• Records supplied:
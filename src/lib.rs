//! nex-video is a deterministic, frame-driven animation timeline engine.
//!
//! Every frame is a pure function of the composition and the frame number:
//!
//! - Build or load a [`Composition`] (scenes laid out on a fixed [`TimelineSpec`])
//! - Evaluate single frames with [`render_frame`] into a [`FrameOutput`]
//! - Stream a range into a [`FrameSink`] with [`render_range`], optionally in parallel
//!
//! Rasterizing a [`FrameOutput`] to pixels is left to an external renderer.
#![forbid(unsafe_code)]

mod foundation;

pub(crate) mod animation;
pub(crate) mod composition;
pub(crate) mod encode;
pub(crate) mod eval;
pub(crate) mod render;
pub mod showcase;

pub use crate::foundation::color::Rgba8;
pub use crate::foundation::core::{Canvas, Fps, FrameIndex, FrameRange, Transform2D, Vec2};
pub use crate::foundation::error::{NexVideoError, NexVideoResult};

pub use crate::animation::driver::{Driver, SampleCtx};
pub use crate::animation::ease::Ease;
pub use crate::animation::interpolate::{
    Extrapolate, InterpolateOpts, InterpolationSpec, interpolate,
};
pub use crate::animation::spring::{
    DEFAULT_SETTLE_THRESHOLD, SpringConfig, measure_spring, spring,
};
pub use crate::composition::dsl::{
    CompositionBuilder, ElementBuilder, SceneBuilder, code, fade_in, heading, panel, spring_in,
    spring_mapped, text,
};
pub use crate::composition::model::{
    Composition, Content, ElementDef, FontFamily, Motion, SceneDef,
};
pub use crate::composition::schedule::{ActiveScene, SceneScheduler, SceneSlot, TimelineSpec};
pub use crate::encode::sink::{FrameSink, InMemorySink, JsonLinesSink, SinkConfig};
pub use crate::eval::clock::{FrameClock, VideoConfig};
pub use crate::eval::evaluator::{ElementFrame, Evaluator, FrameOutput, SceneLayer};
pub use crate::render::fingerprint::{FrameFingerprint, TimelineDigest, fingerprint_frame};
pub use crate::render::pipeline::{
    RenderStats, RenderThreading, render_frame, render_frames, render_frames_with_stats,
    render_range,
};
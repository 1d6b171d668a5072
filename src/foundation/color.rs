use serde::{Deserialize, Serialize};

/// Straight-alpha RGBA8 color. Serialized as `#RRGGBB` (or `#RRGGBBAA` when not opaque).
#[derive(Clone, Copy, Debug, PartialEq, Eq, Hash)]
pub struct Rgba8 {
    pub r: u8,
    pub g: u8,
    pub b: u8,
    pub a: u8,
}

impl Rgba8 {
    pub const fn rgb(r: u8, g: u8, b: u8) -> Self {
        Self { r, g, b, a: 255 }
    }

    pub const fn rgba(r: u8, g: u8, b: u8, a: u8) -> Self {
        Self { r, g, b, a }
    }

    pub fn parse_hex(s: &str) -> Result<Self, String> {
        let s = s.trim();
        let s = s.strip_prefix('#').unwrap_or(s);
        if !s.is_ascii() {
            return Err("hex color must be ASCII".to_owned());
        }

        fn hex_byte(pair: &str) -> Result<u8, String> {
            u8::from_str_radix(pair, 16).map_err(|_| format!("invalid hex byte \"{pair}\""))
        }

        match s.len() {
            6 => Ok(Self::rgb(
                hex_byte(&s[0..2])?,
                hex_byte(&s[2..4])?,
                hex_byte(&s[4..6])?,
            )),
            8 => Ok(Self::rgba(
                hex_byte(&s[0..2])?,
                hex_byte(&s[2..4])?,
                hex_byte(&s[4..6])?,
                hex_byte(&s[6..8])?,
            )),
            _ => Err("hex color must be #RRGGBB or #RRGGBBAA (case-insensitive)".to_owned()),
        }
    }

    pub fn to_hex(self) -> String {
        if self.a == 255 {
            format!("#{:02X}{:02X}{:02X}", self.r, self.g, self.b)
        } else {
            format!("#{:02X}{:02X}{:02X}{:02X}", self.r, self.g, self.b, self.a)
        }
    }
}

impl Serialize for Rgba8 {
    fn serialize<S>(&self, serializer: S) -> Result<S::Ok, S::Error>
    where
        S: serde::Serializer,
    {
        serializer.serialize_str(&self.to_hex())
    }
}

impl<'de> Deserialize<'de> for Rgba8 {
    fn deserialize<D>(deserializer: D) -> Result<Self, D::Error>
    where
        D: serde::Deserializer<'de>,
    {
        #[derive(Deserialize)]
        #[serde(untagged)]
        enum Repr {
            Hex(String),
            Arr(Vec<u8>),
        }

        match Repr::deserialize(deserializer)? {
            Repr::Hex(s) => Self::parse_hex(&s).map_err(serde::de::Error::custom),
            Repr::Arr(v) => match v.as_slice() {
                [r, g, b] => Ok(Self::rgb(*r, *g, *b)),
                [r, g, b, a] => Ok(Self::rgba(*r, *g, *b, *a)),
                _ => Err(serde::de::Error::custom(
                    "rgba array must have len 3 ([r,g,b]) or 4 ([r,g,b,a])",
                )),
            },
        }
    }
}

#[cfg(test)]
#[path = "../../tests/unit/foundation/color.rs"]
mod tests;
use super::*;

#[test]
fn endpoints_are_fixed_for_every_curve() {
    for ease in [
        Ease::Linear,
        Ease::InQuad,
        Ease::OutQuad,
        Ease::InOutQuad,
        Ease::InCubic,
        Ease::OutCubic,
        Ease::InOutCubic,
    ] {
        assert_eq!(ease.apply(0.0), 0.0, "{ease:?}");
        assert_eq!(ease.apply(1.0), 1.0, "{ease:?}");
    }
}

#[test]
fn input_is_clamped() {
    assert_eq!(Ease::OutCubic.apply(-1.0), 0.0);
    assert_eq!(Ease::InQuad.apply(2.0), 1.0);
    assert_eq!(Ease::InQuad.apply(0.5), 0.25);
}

* * *

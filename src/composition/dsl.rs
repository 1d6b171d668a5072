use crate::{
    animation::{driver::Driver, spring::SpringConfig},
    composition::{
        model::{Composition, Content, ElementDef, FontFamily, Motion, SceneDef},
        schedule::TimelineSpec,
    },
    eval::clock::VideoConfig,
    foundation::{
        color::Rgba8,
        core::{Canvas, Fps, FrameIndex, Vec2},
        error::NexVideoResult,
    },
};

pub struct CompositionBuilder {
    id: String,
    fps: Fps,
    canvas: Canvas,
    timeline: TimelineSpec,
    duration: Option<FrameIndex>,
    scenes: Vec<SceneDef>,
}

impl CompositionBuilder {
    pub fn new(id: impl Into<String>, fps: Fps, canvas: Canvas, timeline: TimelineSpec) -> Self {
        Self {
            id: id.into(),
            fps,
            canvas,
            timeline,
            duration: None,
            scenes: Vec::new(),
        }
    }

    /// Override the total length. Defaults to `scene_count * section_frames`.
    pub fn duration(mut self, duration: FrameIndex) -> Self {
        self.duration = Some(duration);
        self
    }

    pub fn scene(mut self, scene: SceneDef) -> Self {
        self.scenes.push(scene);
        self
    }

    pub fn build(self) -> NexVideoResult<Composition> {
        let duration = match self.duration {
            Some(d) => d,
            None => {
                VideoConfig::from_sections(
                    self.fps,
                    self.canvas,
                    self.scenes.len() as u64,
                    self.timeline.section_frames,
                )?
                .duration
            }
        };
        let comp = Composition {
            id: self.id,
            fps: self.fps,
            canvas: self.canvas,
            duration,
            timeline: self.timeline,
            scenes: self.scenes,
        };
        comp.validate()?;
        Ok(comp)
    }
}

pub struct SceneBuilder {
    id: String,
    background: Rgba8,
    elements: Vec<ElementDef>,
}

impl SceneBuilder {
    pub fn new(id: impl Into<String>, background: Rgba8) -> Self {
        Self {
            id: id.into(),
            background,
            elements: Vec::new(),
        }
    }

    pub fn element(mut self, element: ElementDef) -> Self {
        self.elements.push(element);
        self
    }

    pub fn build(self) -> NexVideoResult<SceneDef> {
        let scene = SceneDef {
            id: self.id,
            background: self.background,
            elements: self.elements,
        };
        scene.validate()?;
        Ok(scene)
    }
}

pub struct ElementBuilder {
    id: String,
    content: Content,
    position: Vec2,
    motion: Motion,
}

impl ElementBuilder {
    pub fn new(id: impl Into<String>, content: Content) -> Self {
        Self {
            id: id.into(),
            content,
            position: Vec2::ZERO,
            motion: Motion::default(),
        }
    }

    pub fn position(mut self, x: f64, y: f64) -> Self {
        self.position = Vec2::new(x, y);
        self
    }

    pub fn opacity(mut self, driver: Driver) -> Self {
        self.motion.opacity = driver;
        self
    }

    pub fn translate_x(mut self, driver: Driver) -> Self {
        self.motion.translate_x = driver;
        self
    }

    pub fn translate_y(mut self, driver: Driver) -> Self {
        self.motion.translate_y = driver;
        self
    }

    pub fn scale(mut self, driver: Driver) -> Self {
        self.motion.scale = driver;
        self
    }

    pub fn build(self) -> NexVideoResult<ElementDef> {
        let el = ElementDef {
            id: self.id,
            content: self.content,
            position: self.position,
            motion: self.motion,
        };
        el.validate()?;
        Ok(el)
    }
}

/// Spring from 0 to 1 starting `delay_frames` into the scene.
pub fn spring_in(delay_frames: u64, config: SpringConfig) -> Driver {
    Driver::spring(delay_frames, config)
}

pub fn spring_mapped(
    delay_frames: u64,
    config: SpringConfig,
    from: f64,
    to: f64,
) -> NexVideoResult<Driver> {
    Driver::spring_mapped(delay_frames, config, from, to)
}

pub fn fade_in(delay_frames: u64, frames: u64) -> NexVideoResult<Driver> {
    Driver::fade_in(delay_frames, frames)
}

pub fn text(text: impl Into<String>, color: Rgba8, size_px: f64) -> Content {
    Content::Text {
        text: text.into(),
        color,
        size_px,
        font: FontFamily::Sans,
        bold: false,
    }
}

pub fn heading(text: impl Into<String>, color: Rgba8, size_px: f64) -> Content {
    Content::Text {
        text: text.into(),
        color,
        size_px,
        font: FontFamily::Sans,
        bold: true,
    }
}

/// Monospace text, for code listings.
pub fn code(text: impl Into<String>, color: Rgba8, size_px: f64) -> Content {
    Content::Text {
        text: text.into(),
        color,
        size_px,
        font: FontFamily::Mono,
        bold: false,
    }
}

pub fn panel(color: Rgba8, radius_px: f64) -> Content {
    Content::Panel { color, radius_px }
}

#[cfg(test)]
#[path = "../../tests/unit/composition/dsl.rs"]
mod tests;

• Work request: Nothing but a number is expected: the tally of lines in the records that include the word "Some".

• Result of this task: 2